# [The data]
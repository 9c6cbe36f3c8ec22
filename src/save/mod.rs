//! Slot-based persistence of a whole session.

use std::{
    collections::HashMap,
    fs::{self, OpenOptions},
    io::Write,
    path::{Path, PathBuf},
};

use bracket_geometry::prelude::Point;
use chrono::{DateTime, Utc};
use log::{debug, info};
use serde::{Deserialize, Serialize};
use thiserror::Error;

use crate::data::items::Item;
use crate::game::{Milestones, Phase, Player};
use crate::map::{Grid, RoomKind};
use crate::structures::{MemoryLog, MemoryRecord};

pub const SAVE_VERSION: u32 = 1;
pub const SAVE_SLOTS: [u8; 3] = [1, 2, 3];

#[derive(Debug, Error)]
pub enum SaveError {
    #[error("no saved journey in slot {slot}")]
    NotFound { slot: u8 },
    #[error("slot {0} does not exist; choose 1, 2 or 3")]
    InvalidSlot(u8),
    #[error("save file I/O failed: {0}")]
    Io(#[from] std::io::Error),
    #[error("save file is corrupt: {0}")]
    Corrupt(#[from] serde_json::Error),
    #[error("save format {found} is not supported (expected {expected})")]
    IncompatibleVersion { expected: u32, found: u32 },
    #[error("save file describes an impossible world: {0}")]
    Invalid(String),
}

pub fn check_slot(slot: u8) -> Result<u8, SaveError> {
    if SAVE_SLOTS.contains(&slot) {
        Ok(slot)
    } else {
        Err(SaveError::InvalidSlot(slot))
    }
}

#[derive(Clone, Debug, PartialEq, Eq, Serialize, Deserialize)]
pub struct PlayerSnapshot {
    pub name: String,
    pub position: (i32, i32),
    pub hope: i32,
    pub strength: i32,
    pub clarity: i32,
    pub burden: i32,
    pub inventory: Vec<Item>,
    pub memories: Vec<MemoryRecord>,
}

impl From<&Player> for PlayerSnapshot {
    fn from(player: &Player) -> Self {
        Self {
            name: player.name.clone(),
            position: (player.position.x, player.position.y),
            hope: player.hope,
            strength: player.strength,
            clarity: player.clarity,
            burden: player.burden,
            inventory: player.inventory.clone(),
            memories: player.memories.all().to_vec(),
        }
    }
}

impl PlayerSnapshot {
    pub fn into_player(self) -> Player {
        Player {
            name: self.name,
            position: Point::new(self.position.0, self.position.1),
            hope: self.hope,
            strength: self.strength,
            clarity: self.clarity,
            burden: self.burden,
            inventory: self.inventory,
            memories: MemoryLog::from_records(self.memories),
        }
    }
}

/// Everything needed to resume a journey.
#[derive(Clone, Debug, PartialEq, Eq, Serialize, Deserialize)]
pub struct Snapshot {
    pub version: u32,
    pub saved_at: DateTime<Utc>,
    pub player: PlayerSnapshot,
    pub grid: Vec<Vec<RoomKind>>,
    pub phase: Phase,
    /// Oldest first.
    pub history: Vec<(i32, i32)>,
    pub milestones: Milestones,
    pub turn: u64,
}

impl Snapshot {
    pub fn grid(&self) -> Result<Grid, SaveError> {
        let grid = Grid::from_rows(&self.grid)
            .ok_or_else(|| SaveError::Invalid("grid rows are empty or ragged".to_string()))?;
        let (x, y) = self.player.position;
        if !grid.is_open(Point::new(x, y)) {
            return Err(SaveError::Invalid(format!(
                "player stands on a wall or off the grid at ({x}, {y})"
            )));
        }
        if let Some(&(x, y)) = self
            .history
            .iter()
            .find(|&&(x, y)| !grid.is_open(Point::new(x, y)))
        {
            return Err(SaveError::Invalid(format!(
                "move history leads onto a wall or off the grid at ({x}, {y})"
            )));
        }
        Ok(grid)
    }

    pub fn history_points(&self) -> Vec<Point> {
        self.history.iter().map(|&(x, y)| Point::new(x, y)).collect()
    }

    fn check_version(self) -> Result<Self, SaveError> {
        if self.version == SAVE_VERSION {
            Ok(self)
        } else {
            Err(SaveError::IncompatibleVersion {
                expected: SAVE_VERSION,
                found: self.version,
            })
        }
    }
}

pub trait SaveStore {
    fn save(&mut self, snapshot: &Snapshot, slot: u8) -> Result<(), SaveError>;
    fn load(&self, slot: u8) -> Result<Snapshot, SaveError>;
    fn occupied(&self, slot: u8) -> bool;
}

/// One pretty-printed JSON file per slot under `dir`.
#[derive(Clone, Debug)]
pub struct JsonSlotStore {
    dir: PathBuf,
}

impl JsonSlotStore {
    pub fn new<P: Into<PathBuf>>(dir: P) -> Self {
        Self { dir: dir.into() }
    }

    pub fn dir(&self) -> &Path {
        &self.dir
    }

    pub fn slot_path(&self, slot: u8) -> PathBuf {
        self.dir.join(format!("save_slot_{slot}.json"))
    }
}

impl SaveStore for JsonSlotStore {
    fn save(&mut self, snapshot: &Snapshot, slot: u8) -> Result<(), SaveError> {
        let slot = check_slot(slot)?;
        let content = serde_json::to_string_pretty(snapshot)?;
        let path = self.slot_path(slot);
        write_atomic(&path, &content)?;
        info!("saved slot {slot} to {}", path.display());
        Ok(())
    }

    fn load(&self, slot: u8) -> Result<Snapshot, SaveError> {
        let slot = check_slot(slot)?;
        let path = self.slot_path(slot);
        let content = match fs::read_to_string(&path) {
            Ok(content) => content,
            Err(err) if err.kind() == std::io::ErrorKind::NotFound => {
                return Err(SaveError::NotFound { slot });
            }
            Err(err) => return Err(err.into()),
        };
        let snapshot: Snapshot = serde_json::from_str(&content)?;
        debug!("read slot {slot} from {}", path.display());
        snapshot.check_version()
    }

    fn occupied(&self, slot: u8) -> bool {
        check_slot(slot).is_ok() && self.slot_path(slot).is_file()
    }
}

/// Writes next to the target and renames over it, so a failed write never
/// clobbers the previous save.
fn write_atomic(path: &Path, content: &str) -> std::io::Result<()> {
    let dir = path.parent().unwrap_or(Path::new("."));
    fs::create_dir_all(dir)?;
    let base = path
        .file_name()
        .and_then(|name| name.to_str())
        .unwrap_or("save.json");
    let tmp_path = dir.join(format!(".{base}.tmp-{}", std::process::id()));
    let written = OpenOptions::new()
        .write(true)
        .create(true)
        .truncate(true)
        .open(&tmp_path)
        .and_then(|mut tmp| {
            tmp.write_all(content.as_bytes())?;
            tmp.sync_all()
        });
    if let Err(err) = written.and_then(|_| fs::rename(&tmp_path, path)) {
        let _ = fs::remove_file(&tmp_path);
        return Err(err);
    }
    Ok(())
}

/// Slots held in memory, for headless runs and tests. Snapshots still pass
/// through JSON so both stores reject the same inputs.
#[derive(Clone, Debug, Default)]
pub struct MemorySlots {
    slots: HashMap<u8, String>,
}

impl MemorySlots {
    pub fn new() -> Self {
        Self::default()
    }

    /// Stores raw text in a slot, bypassing serialization.
    pub fn insert_raw<S: Into<String>>(&mut self, slot: u8, content: S) {
        self.slots.insert(slot, content.into());
    }
}

impl SaveStore for MemorySlots {
    fn save(&mut self, snapshot: &Snapshot, slot: u8) -> Result<(), SaveError> {
        let slot = check_slot(slot)?;
        self.slots.insert(slot, serde_json::to_string(snapshot)?);
        Ok(())
    }

    fn load(&self, slot: u8) -> Result<Snapshot, SaveError> {
        let slot = check_slot(slot)?;
        let content = self.slots.get(&slot).ok_or(SaveError::NotFound { slot })?;
        let snapshot: Snapshot = serde_json::from_str(content)?;
        snapshot.check_version()
    }

    fn occupied(&self, slot: u8) -> bool {
        self.slots.contains_key(&slot)
    }
}

#[cfg(test)]
mod tests {
    use super::*;
    use crate::data::items::ItemKind;

    fn sample() -> Snapshot {
        let mut player = Player::default();
        player.position = Point::new(2, 0);
        player.hope = 42;
        player.inventory.push(Item {
            id: "journal".to_string(),
            name: "Journal".to_string(),
            description: "Pages of your own handwriting.".to_string(),
            kind: ItemKind::Clarity,
            value: 4,
        });
        player.remember("first", 1);
        player.remember("second", -2);
        Snapshot {
            version: SAVE_VERSION,
            saved_at: Utc::now(),
            player: PlayerSnapshot::from(&player),
            grid: Grid::base_layout().rows(),
            phase: Phase::Insight,
            history: vec![(0, 0), (1, 0)],
            milestones: Milestones {
                demons_faced: 1,
                items_collected: 2,
                npcs_visited: 3,
            },
            turn: 17,
        }
    }

    #[test]
    fn memory_slots_round_trip() {
        let mut store = MemorySlots::new();
        let snapshot = sample();
        store.save(&snapshot, 2).unwrap();
        assert!(store.occupied(2));
        assert_eq!(store.load(2).unwrap(), snapshot);
    }

    #[test]
    fn missing_and_corrupt_are_distinct() {
        let mut store = MemorySlots::new();
        assert!(matches!(store.load(1), Err(SaveError::NotFound { slot: 1 })));
        store.insert_raw(1, "{ not json");
        assert!(matches!(store.load(1), Err(SaveError::Corrupt(_))));
    }

    #[test]
    fn slots_outside_range_are_rejected() {
        let mut store = MemorySlots::new();
        assert!(matches!(store.save(&sample(), 4), Err(SaveError::InvalidSlot(4))));
        assert!(matches!(store.load(0), Err(SaveError::InvalidSlot(0))));
    }

    #[test]
    fn newer_format_is_refused() {
        let mut store = MemorySlots::new();
        let mut snapshot = sample();
        snapshot.version = SAVE_VERSION + 1;
        store.save(&snapshot, 3).unwrap();
        assert!(matches!(
            store.load(3),
            Err(SaveError::IncompatibleVersion { found, .. }) if found == SAVE_VERSION + 1
        ));
    }

    #[test]
    fn snapshot_player_restores_memories_in_order() {
        let player = sample().player.into_player();
        let texts: Vec<&str> = player.memories.all().iter().map(|m| m.text.as_str()).collect();
        assert_eq!(texts, vec!["first", "second"]);
        assert_eq!(player.position, Point::new(2, 0));
    }

    #[test]
    fn walled_in_player_is_invalid() {
        let mut snapshot = sample();
        snapshot.player.position = (1, 1);
        assert!(matches!(snapshot.grid(), Err(SaveError::Invalid(_))));
    }

    #[test]
    fn history_through_walls_is_invalid() {
        let mut snapshot = sample();
        snapshot.history = vec![(0, 0), (1, 1)];
        assert!(matches!(snapshot.grid(), Err(SaveError::Invalid(_))));
        snapshot.history = vec![(9, 9)];
        assert!(matches!(snapshot.grid(), Err(SaveError::Invalid(_))));
        snapshot.history = vec![(0, 0), (1, 0)];
        assert!(snapshot.grid().is_ok());
    }
}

# [Work request]
Please determine how many lines in the entries contain the word "burden" and answer with the number alone.

# [Result for this exercise]
3